The End of Illness by David B. Agus

The End of Illness by David B. Agus

Author:David B. Agus [Agus, David B.]
Language: eng
Format: azw3, epub
Publisher: Free Press
Published: 2012-01-17T05:00:00+00:00


Striking the Balance

Even though supplements have not proven beneficial in avoiding heart problems, foods that are sources of antioxidants are still recommended by health practitioners, myself included. Getting vitamins in food has benefits that don’t necessarily occur when they are taken as supplement. For one, phytochemicals, which are naturally occurring compounds in plants that may have disease-fighting properties that can protect our health, are best delivered to the body through real foods. I don’t think we may ever find a study that proves you can overdose on whole fruits and vegetables to the point you absorb a toxic or unhealthy level of certain nutrients.

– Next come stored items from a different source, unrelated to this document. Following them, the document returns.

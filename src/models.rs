// ABOUTME: Re-exports the core data models from fitlink-core
// ABOUTME: Activity records and the dashboard view
//
// SPDX-License-Identifier: MIT OR Apache-2.0
// Copyright (c) 2025 Pierre Fitness Intelligence

pub use fitlink_core::models::*;
// ABOUTME: Client for the activity import endpoint
// ABOUTME: Issues an authenticated GET with a lookback window and reports only the status
//
// SPDX-License-Identifier: MIT OR Apache-2.0
// Copyright (c) 2025 Pierre Fitness Intelligence

use async_trait::async_trait;
use reqwest::Client;
use thiserror::Error;
use tracing::debug;
use url::Url;

/// Import call failures that never produced an HTTP status
#[derive(Debug, Error)]
pub enum ImportError {
    /// Endpoint URL could not be parsed
    #[error("Invalid import endpoint '{url}': {reason}")]
    InvalidEndpoint {
        /// The rejected URL
        url: String,
        /// Parser message
        reason: String,
    },
    /// Request could not be sent or the connection failed
    #[error("Import request failed: {0}")]
    Transport(String),
}

/// HTTP status returned by the import endpoint; the body is not consumed
#[derive(Debug, Clone, Copy, PartialEq, Eq)]
pub struct ImportStatus {
    /// HTTP status code
    pub code: u16,
}

impl ImportStatus {
    /// 2xx status
    #[must_use]
    pub const fn is_success(self) -> bool {
        self.code >= 200 && self.code < 300
    }
}

/// The import job endpoint
#[async_trait]
pub trait ImportApi: Send + Sync {
    /// Ask the backend to import `days` of history for the token's user
    async fn trigger_import(&self, bearer_token: &str, days: u32) -> Result<ImportStatus, ImportError>;
}

/// `reqwest`-based import client
#[derive(Debug, Clone)]
pub struct HttpImportClient {
    client: Client,
    endpoint: Url,
}

impl HttpImportClient {
    /// Create a client for the given endpoint (e.g. `https://app.example.com/api/strava/import`)
    ///
    /// Timeouts are left at the `reqwest` defaults.
    ///
    /// # Errors
    ///
    /// Returns an error if the endpoint is not a valid URL
    pub fn new(endpoint: &str) -> Result<Self, ImportError> {
        let endpoint = Url::parse(endpoint).map_err(|e| ImportError::InvalidEndpoint {
            url: endpoint.to_owned(),
            reason: e.to_string(),
        })?;
        Ok(Self {
            client: Client::new(),
            endpoint,
        })
    }

    /// Request URL for a lookback window
    #[must_use]
    pub fn request_url(&self, days: u32) -> Url {
        let mut url = self.endpoint.clone();
        url.query_pairs_mut()
            .append_pair("days", &days.to_string());
        url
    }
}

#[async_trait]
impl ImportApi for HttpImportClient {
    async fn trigger_import(&self, bearer_token: &str, days: u32) -> Result<ImportStatus, ImportError> {
        let url = self.request_url(days);
        debug!(%url, "Triggering activity import");

        let response = self
            .client
            .get(url)
            .bearer_auth(bearer_token)
            .send()
            .await
            .map_err(|e| ImportError::Transport(e.to_string()))?;

        Ok(ImportStatus {
            code: response.status().as_u16(),
        })
    }
}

Other questions are worth asking. Do we ever really know what’s in our vitamins, how they are created, and whether they say what they actually are? For example, vitamin E exists in eight different forms in nature, four tocopherols and four tocotrienols. The ratio and amounts in foods are very different from those found in most pills. Just a quarter cup of sunflower seeds contains 90.5 percent of the daily value for vitamin E, yet people who take vitamin E supplements tend to consume much more than that. You only need about 22.4 IU a day, but most vitamin-E-only supplements provide more than 100 IU of the nutrient.

The vitamin and supplement industry is largely unregulated, and many trusted brands have come under fire in recent years for miserably failing quality control. Supplement and natural-food sources are not the same; the naturally occurring folate in your spinach is not the same as the synthetic folic acid in your vitamin pill. Similarly, you’ll find names of chemicals and substances on supplement bottles and won’t have a clue as to what they are, not to mention why you need them. When you see boron, nickel, vanadium, and manganese listed on a vitamin supplements label, for example, do you ever ask yourself if consuming these extra amounts artificially is really necessary?

We tend to assume that what a label tells us actually delivers on its promise, and that said promises are meaningful. But I implore you to question whether vitamin supplements can ever live up to Mother Nature’s creations. Do we know, for instance, how to extract the good oils from a fish? Consider that to get the same amount of fish oil you would from a single serving of salmon—which is in the ballpark of three to four ounces—you would have to consume the equivalent of twenty to thirty fish-oil capsules. You should also note that not only is salmon an excellent source of omega-3 fatty acids, the good fats that inspire people to take fish-oil capsules to begin with, but it’s also a great, natural source of vitamin D, selenium, protein, niacin, vitamin B12, phosphorous, magnesium, and vitamin B6. I’d rather that you obtain your nutrition from natural foods that pack a multidimensional punch than from supplements or pills that you just cannot ensure pass the QA test or even contain anything beneficial for your body.

The vitamin craze today is particularly troubling to me given how relatively easy it is to eat well in America.